__Work task__.
Identify all lines in the data containing the string "encrypted". Copy them out.

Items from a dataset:
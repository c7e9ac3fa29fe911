//! `secretstore get` — print a single secret's value.

use crate::cli::{open_session, Cli};
use crate::errors::{Result, SecretStoreError};

/// Execute the `get` command.
pub fn execute(cli: &Cli, label: &str) -> Result<()> {
    let session = open_session(cli)?;

    // Decrypt and print the secret value to stdout.
    match session.read(label)? {
        Some(value) => {
            println!("{value}");
            Ok(())
        }
        None => Err(SecretStoreError::CommandFailed(format!(
            "no secret labelled '{label}'"
        ))),
    }
}
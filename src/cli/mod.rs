//! CLI module — Clap argument parser, output helpers, and command implementations.

pub mod commands;
pub mod output;

use std::path::PathBuf;

use clap::Parser;
use tracing_subscriber::{layer::SubscriberExt, util::SubscriberInitExt};
use zeroize::Zeroizing;

use crate::config::Settings;
use crate::errors::{Result, SecretStoreError};
use crate::store::{Repository, SqliteRepository};
use crate::vault::{check_strength, VaultSession, MIN_PASSWORD_LEN};

/// Environment variable holding the master password for scripted use.
pub const PASSWORD_ENV: &str = "SECRET_STORE_PASSWORD";

/// Environment variable holding the replacement password for `passwd`.
pub const NEW_PASSWORD_ENV: &str = "SECRET_STORE_NEW_PASSWORD";

/// Environment variable holding the log filter.
pub const LOG_ENV: &str = "SECRETSTORE_LOG";

/// SecretStore CLI: a local, password-protected secret vault.
#[derive(Parser)]
#[command(
    name = "secretstore",
    about = "Local encrypted secret vault",
    version
)]
pub struct Cli {
    #[command(subcommand)]
    pub command: Commands,

    /// Vault database file (default: ~/secrets.sqlite3.dat)
    #[arg(long, env = "SECRET_STORE_FILE", global = true)]
    pub store: Option<PathBuf>,

    /// Log debug events to stderr
    #[arg(short, long, global = true)]
    pub verbose: bool,
}

/// All available subcommands.
#[derive(clap::Subcommand)]
pub enum Commands {
    /// Print a secret's value
    Get {
        /// Secret label
        label: String,
    },

    /// Set a secret (add or update)
    Set {
        /// Secret label
        label: String,
        /// Secret value (omit for interactive prompt or piped stdin)
        value: Option<String>,
    },

    /// Delete a secret
    Delete {
        /// Secret label
        label: String,
        /// Skip confirmation prompt
        #[arg(short, long)]
        force: bool,
    },

    /// List all secret labels
    List,

    /// Change the master password and re-encrypt every secret
    Passwd,

    /// Export the whole vault (still encrypted) to a JSON document
    Export {
        /// Output file path (default: ~/secrets_export.json)
        #[arg(short, long, env = "SECRET_EXPORT_FILE")]
        output: Option<PathBuf>,
    },

    /// Build a new vault from an exported JSON document
    Import {
        /// Path to the exported document
        file: PathBuf,
    },

    /// Print characters of a secret's `pw:` field at 1-based positions
    BankLogin {
        /// Secret label
        label: String,
        /// Character positions, starting at 1
        #[arg(required = true, num_args = 1..)]
        positions: Vec<usize>,
    },

    /// Generate shell completion scripts
    Completions {
        /// Shell to generate completions for
        #[arg(value_enum)]
        shell: clap_complete::Shell,
    },
}

// ---------------------------------------------------------------------------
// Shared helpers used by multiple commands
// ---------------------------------------------------------------------------

/// Install the stderr log subscriber.
///
/// `SECRETSTORE_LOG` wins when set; otherwise `--verbose` selects `debug`
/// and the default is `warn`.
pub fn init_logging(verbose: bool) {
    let default = if verbose { "debug" } else { "warn" };
    let filter = tracing_subscriber::EnvFilter::try_from_env(LOG_ENV)
        .unwrap_or_else(|_| tracing_subscriber::EnvFilter::new(default));

    // A second install (e.g. in tests) is harmless.
    let _ = tracing_subscriber::registry()
        .with(filter)
        .with(tracing_subscriber::fmt::layer().with_writer(std::io::stderr))
        .try_init();
}

/// Load `~/.secretstore.toml`, or defaults if there is none.
pub fn load_settings() -> Result<Settings> {
    Settings::load_default()
}

/// The vault database: `--store` / `SECRET_STORE_FILE`, else the config.
pub fn store_path(cli: &Cli, settings: &Settings) -> PathBuf {
    cli.store
        .clone()
        .unwrap_or_else(|| settings.store_file.clone())
}

/// Get the master password, trying in order:
/// 1. `SECRET_STORE_PASSWORD` env var (scripts)
/// 2. Interactive prompt
///
/// Returns `Zeroizing<String>` so the password is wiped from memory on drop.
pub fn prompt_password() -> Result<Zeroizing<String>> {
    if let Ok(pw) = std::env::var(PASSWORD_ENV) {
        if !pw.is_empty() {
            return Ok(Zeroizing::new(pw));
        }
    }

    let pw = dialoguer::Password::new()
        .with_prompt("Enter master password")
        .interact()
        .map_err(|e| SecretStoreError::CommandFailed(format!("password prompt: {e}")))?;
    Ok(Zeroizing::new(pw))
}

/// Prompt for a new password with confirmation (new vaults and `passwd`).
///
/// Also respects `env_var` for scripted usage.
/// Enforces the minimum password length.
///
/// Returns `Zeroizing<String>` so the password is wiped from memory on drop.
pub fn prompt_new_password(env_var: &str) -> Result<Zeroizing<String>> {
    if let Ok(pw) = std::env::var(env_var) {
        if !pw.is_empty() {
            check_strength(&pw)?;
            return Ok(Zeroizing::new(pw));
        }
    }

    loop {
        let password = Zeroizing::new(
            dialoguer::Password::new()
                .with_prompt("Choose master password")
                .with_confirmation(
                    "Confirm master password",
                    "Passwords do not match, try again",
                )
                .interact()
                .map_err(|e| SecretStoreError::CommandFailed(format!("password prompt: {e}")))?,
        );

        if check_strength(&password).is_err() {
            output::warning(&format!(
                "Password must be at least {MIN_PASSWORD_LEN} characters. Try again."
            ));
            continue;
        }

        return Ok(password);
    }
}

/// Open the vault database and unlock it.
///
/// An empty database gets a new master password (prompted twice); an
/// existing one is unlocked with the current password.
pub fn open_session(cli: &Cli) -> Result<VaultSession<SqliteRepository>> {
    let settings = load_settings()?;
    let params = settings.kdf_params()?;
    let path = store_path(cli, &settings);

    let repository = SqliteRepository::open(&path)?;
    let password = if repository.load_master_password()?.is_some() {
        prompt_password()?
    } else {
        output::info(&format!("Creating a new vault at {}", path.display()));
        prompt_new_password(PASSWORD_ENV)?
    };

    VaultSession::open_with_params(repository, &password, &params)
}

__Written answer__.
    about = "Local encrypted secret vault",
    /// Export the whole vault (still encrypted) to a JSON document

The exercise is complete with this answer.